Todas as crises — existenciais ou não — criaram “mitos”

Entre o vazio e a necessidade de sentido, o ser humano transforma o caos em narrativas para continuar existindo

Todas as crises — existenciais ou não — criaram “mitos”

A história da humanidade pode ser contada não apenas por fatos, datas ou conquistas materiais, mas, sobretudo, pelas narrativas que construímos para dar sentido ao caos. Em cada crise — seja ela pessoal, social, política ou espiritual — o ser humano reagiu não apenas com ações práticas, mas com imaginação. E dessa imaginação nasceram os “mitos”.

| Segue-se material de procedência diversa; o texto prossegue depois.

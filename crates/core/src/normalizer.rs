//! Record normalization.
//!
//! Turns raw rows into validated [`Trade`]s. Malformed rows are dropped and
//! counted in [`NormalizationStats`]; only the null-timestamp policy can fail
//! the whole batch.

use std::collections::HashSet;

use chrono::{DateTime, NaiveDateTime, Utc};
use rust_decimal::Decimal;
use serde::Serialize;

use crate::config::{FillValue, NullTimestampPolicy, PipelineConfig};
use crate::error::{PipelineError, RecordError};
use crate::trade::{non_blank, parse_decimal, parse_timestamp, ClientType, RawTrade, Side, Trade};

/// Number of offending rows quoted in a validation error.
const MAX_REPORTED_ROWS: usize = 5;

/// Accepted and rejected row counts for one batch.
#[derive(Debug, Clone, Default, PartialEq, Eq, Serialize)]
pub struct NormalizationStats {
    /// Rows received
    pub total_rows: usize,
    /// Trades passed on to aggregation
    pub accepted: usize,
    /// Rows whose timestamp was present but unparseable
    pub invalid_timestamp: usize,
    pub invalid_price: usize,
    pub invalid_quantity: usize,
    pub invalid_pnl: usize,
    pub invalid_side: usize,
    /// Rows whose `price * quantity` does not fit in a decimal
    pub notional_overflow: usize,
    /// Rows with a blank user id or symbol
    pub missing_identity: usize,
    /// Rows dropped under the `drop` null-timestamp policy
    pub null_timestamp_dropped: usize,
    /// Rows kept with a substituted timestamp under the `fill` policy
    pub null_timestamp_filled: usize,
    /// Rows with an unrecognised client tier
    pub unknown_client_dropped: usize,
    pub duplicates_removed: usize,
}

impl NormalizationStats {
    /// Returns the number of per-record parse failures.
    #[must_use]
    pub fn parse_errors(&self) -> usize {
        self.invalid_timestamp
            + self.invalid_price
            + self.invalid_quantity
            + self.invalid_pnl
            + self.invalid_side
            + self.notional_overflow
            + self.missing_identity
    }

    /// Returns the number of rows that did not reach aggregation.
    #[must_use]
    pub fn rejected(&self) -> usize {
        self.parse_errors()
            + self.null_timestamp_dropped
            + self.unknown_client_dropped
            + self.duplicates_removed
    }

    fn record(&mut self, err: &RecordError) {
        match err.field() {
            "timestamp" => self.invalid_timestamp += 1,
            "price" => self.invalid_price += 1,
            "quantity" => self.invalid_quantity += 1,
            "pnl" => self.invalid_pnl += 1,
            "side" => self.invalid_side += 1,
            "notional" => self.notional_overflow += 1,
            _ => self.missing_identity += 1,
        }
    }
}

/// The output of [`Normalizer::normalize`].
#[derive(Debug, Clone, Default, PartialEq, Eq)]
pub struct NormalizedBatch {
    pub trades: Vec<Trade>,
    pub stats: NormalizationStats,
}

/// State of a row's timestamp before the policy is applied.
enum TimestampState {
    Null,
    Parsed(NaiveDateTime),
    Invalid,
}

impl TimestampState {
    fn of(raw: &RawTrade) -> Self {
        match non_blank(raw.timestamp.as_deref()) {
            None => Self::Null,
            Some(s) => parse_timestamp(s).map_or(Self::Invalid, Self::Parsed),
        }
    }
}

/// Cleans and validates raw trade rows.
#[derive(Debug, Clone)]
pub struct Normalizer {
    policy: NullTimestampPolicy,
    deduplicate: bool,
    keep_unknown_clients: bool,
}

impl Normalizer {
    #[must_use]
    pub fn new(config: &PipelineConfig) -> Self {
        Self {
            policy: config.null_timestamp_policy,
            deduplicate: config.deduplicate,
            keep_unknown_clients: config.keep_unknown_clients,
        }
    }

    /// Normalizes a batch of raw rows.
    ///
    /// # Errors
    ///
    /// Returns [`PipelineError::Validation`] if the policy is `error` and any
    /// row has a null timestamp. Nothing is returned for the batch in that
    /// case.
    pub fn normalize(&self, rows: &[RawTrade]) -> Result<NormalizedBatch, PipelineError> {
        let states: Vec<TimestampState> = rows.iter().map(TimestampState::of).collect();

        let fill = match self.policy {
            NullTimestampPolicy::Error => {
                check_no_null_timestamps(&states)?;
                None
            }
            NullTimestampPolicy::Drop => None,
            NullTimestampPolicy::Fill(FillValue::Fixed(ts)) => Some(ts),
            NullTimestampPolicy::Fill(FillValue::EarliestObserved) => {
                Some(self.earliest_accepted(rows, &states))
            }
        };

        let mut stats = NormalizationStats {
            total_rows: rows.len(),
            ..NormalizationStats::default()
        };
        let mut trades = Vec::with_capacity(rows.len());
        let mut seen = HashSet::new();

        for (index, (raw, state)) in rows.iter().zip(states).enumerate() {
            let row = index + 1;

            let timestamp = match state {
                TimestampState::Parsed(ts) => ts,
                TimestampState::Invalid => {
                    let value = raw.timestamp.clone().unwrap_or_default();
                    let err = RecordError::invalid("timestamp", value);
                    tracing::debug!(row, error = %err, "rejected trade row");
                    stats.record(&err);
                    continue;
                }
                TimestampState::Null => match fill {
                    Some(ts) => {
                        stats.null_timestamp_filled += 1;
                        ts
                    }
                    None => {
                        tracing::debug!(row, "dropped trade row with null timestamp");
                        stats.null_timestamp_dropped += 1;
                        continue;
                    }
                },
            };

            let trade = match coerce(raw, timestamp) {
                Ok(trade) => trade,
                Err(err) => {
                    tracing::debug!(row, error = %err, "rejected trade row");
                    stats.record(&err);
                    continue;
                }
            };

            if !self.admits(&trade) {
                tracing::debug!(
                    row,
                    client_type = ?raw.client_type,
                    "dropped trade row with unknown client type"
                );
                stats.unknown_client_dropped += 1;
                continue;
            }

            if self.deduplicate && !seen.insert(trade.clone()) {
                stats.duplicates_removed += 1;
                continue;
            }

            trades.push(trade);
        }

        stats.accepted = trades.len();

        if stats.rejected() > 0 {
            tracing::warn!(
                total = stats.total_rows,
                accepted = stats.accepted,
                rejected = stats.rejected(),
                "some trade rows were rejected"
            );
        }
        if stats.null_timestamp_filled > 0 {
            tracing::info!(
                filled = stats.null_timestamp_filled,
                fill_timestamp = ?fill,
                "filled null timestamps"
            );
        }

        Ok(NormalizedBatch { trades, stats })
    }

    fn admits(&self, trade: &Trade) -> bool {
        self.keep_unknown_clients || trade.client_type.is_known()
    }

    /// Earliest timestamp among rows that will reach aggregation, or the
    /// Unix epoch if there are none.
    fn earliest_accepted(&self, rows: &[RawTrade], states: &[TimestampState]) -> NaiveDateTime {
        rows.iter()
            .zip(states)
            .filter_map(|(raw, state)| match state {
                TimestampState::Parsed(ts) => Some((raw, *ts)),
                _ => None,
            })
            .filter(|(raw, ts)| coerce(raw, *ts).is_ok_and(|trade| self.admits(&trade)))
            .map(|(_, ts)| ts)
            .min()
            .unwrap_or(DateTime::<Utc>::UNIX_EPOCH.naive_utc())
    }
}

fn check_no_null_timestamps(states: &[TimestampState]) -> Result<(), PipelineError> {
    let rows: Vec<usize> = states
        .iter()
        .enumerate()
        .filter(|(_, state)| matches!(state, TimestampState::Null))
        .map(|(index, _)| index + 1)
        .collect();

    if rows.is_empty() {
        return Ok(());
    }

    Err(PipelineError::Validation {
        policy: NullTimestampPolicy::Error.as_str(),
        count: rows.len(),
        rows: rows.into_iter().take(MAX_REPORTED_ROWS).collect(),
    })
}

/// Coerces every field except the timestamp, which the caller resolved.
fn coerce(raw: &RawTrade, timestamp: NaiveDateTime) -> Result<Trade, RecordError> {
    let user_id = non_blank(raw.user_id.as_deref())
        .ok_or(RecordError::Missing { field: "user_id" })?
        .to_string();
    let symbol = non_blank(raw.symbol.as_deref())
        .ok_or(RecordError::Missing { field: "symbol" })?
        .to_uppercase();
    let client_type = raw
        .client_type
        .as_deref()
        .map_or(ClientType::Unknown, ClientType::parse);

    let price = non_negative("price", raw.price.as_deref())?;
    let quantity = non_negative("quantity", raw.quantity.as_deref())?;
    if price.checked_mul(quantity).is_none() {
        return Err(RecordError::Overflow { field: "notional" });
    }

    let pnl = non_blank(raw.pnl.as_deref())
        .map(|s| parse_decimal("pnl", s))
        .transpose()?;
    let side = non_blank(raw.side.as_deref())
        .map(str::parse::<Side>)
        .transpose()?;

    Ok(Trade {
        timestamp,
        user_id,
        client_type,
        symbol,
        side,
        price,
        quantity,
        pnl,
    })
}

fn non_negative(field: &'static str, raw: Option<&str>) -> Result<Decimal, RecordError> {
    let value = parse_decimal(field, non_blank(raw).ok_or(RecordError::Missing { field })?)?;
    if value.is_sign_negative() && !value.is_zero() {
        return Err(RecordError::Negative { field, value });
    }
    Ok(value)
}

Não se trata aqui do mito como mentira, mas como construção simbólica. O mito é uma tentativa de explicar o inexplicável, de organizar o medo, de domesticar a angústia. Em momentos de ruptura, quando a realidade deixa de oferecer respostas satisfatórias, o homem cria histórias que lhe permitam continuar.

As crises existenciais são talvez o terreno mais fértil para esse processo. Quando o indivíduo se vê diante do vazio — questionando sua finalidade, sua identidade ou seu destino — ele frequentemente constrói narrativas internas para sustentar-se. Surgem então os mitos pessoais: a ideia de missão, de destino especial, de sofrimento necessário, ou até de redenção futura. São formas de dar continuidade à própria existência quando o sentido parece escapar.

Mas não são apenas as crises individuais que produzem mitos. As grandes crises coletivas — guerras, colapsos econômicos, mudanças políticas — também são berço de narrativas poderosas. Povos inteiros passam a reinterpretar sua história, criando heróis, vilões e episódios simbólicos que, muitas vezes, vão além da realidade factual. Nessas circunstâncias, o mito cumpre um papel estratégico: une, mobiliza, justifica.

Há ainda um aspecto mais sutil. Toda crise implica perda de controle. E o mito surge justamente como uma tentativa de recuperar esse controle, ainda que no campo simbólico. Quando não se pode dominar os fatos, domina-se a interpretação dos fatos. É assim que surgem explicações simplificadas, figuras quase sobrenaturais — salvadores ou culpados — e narrativas que reduzem a complexidade do mundo a algo compreensível.

Entretanto, é preciso reconhecer que os mitos não são, por si só, negativos. Eles também são motores culturais. Muitas das grandes obras da literatura, da filosofia e até da política nasceram de crises profundas. O problema não está na criação do mito, mas na incapacidade de superá-lo quando a realidade exige lucidez.

O risco surge quando o mito deixa de ser um instrumento de compreensão e passa a ser um substituto da realidade. Quando se transforma em dogma. Nesse estágio, ele já não protege — aprisiona. Já não orienta — distorce.

Portanto, afirmar que todas as crises criaram mitos é reconhecer algo profundamente humano: nossa necessidade de sentido. O desafio, porém, está em saber quando usar o mito como ponte — e quando abandoná-lo para encarar a realidade como ela é.

Porque, no fim, toda crise pede duas respostas: uma para acalmar o espírito — e outra para enfrentar o mundo.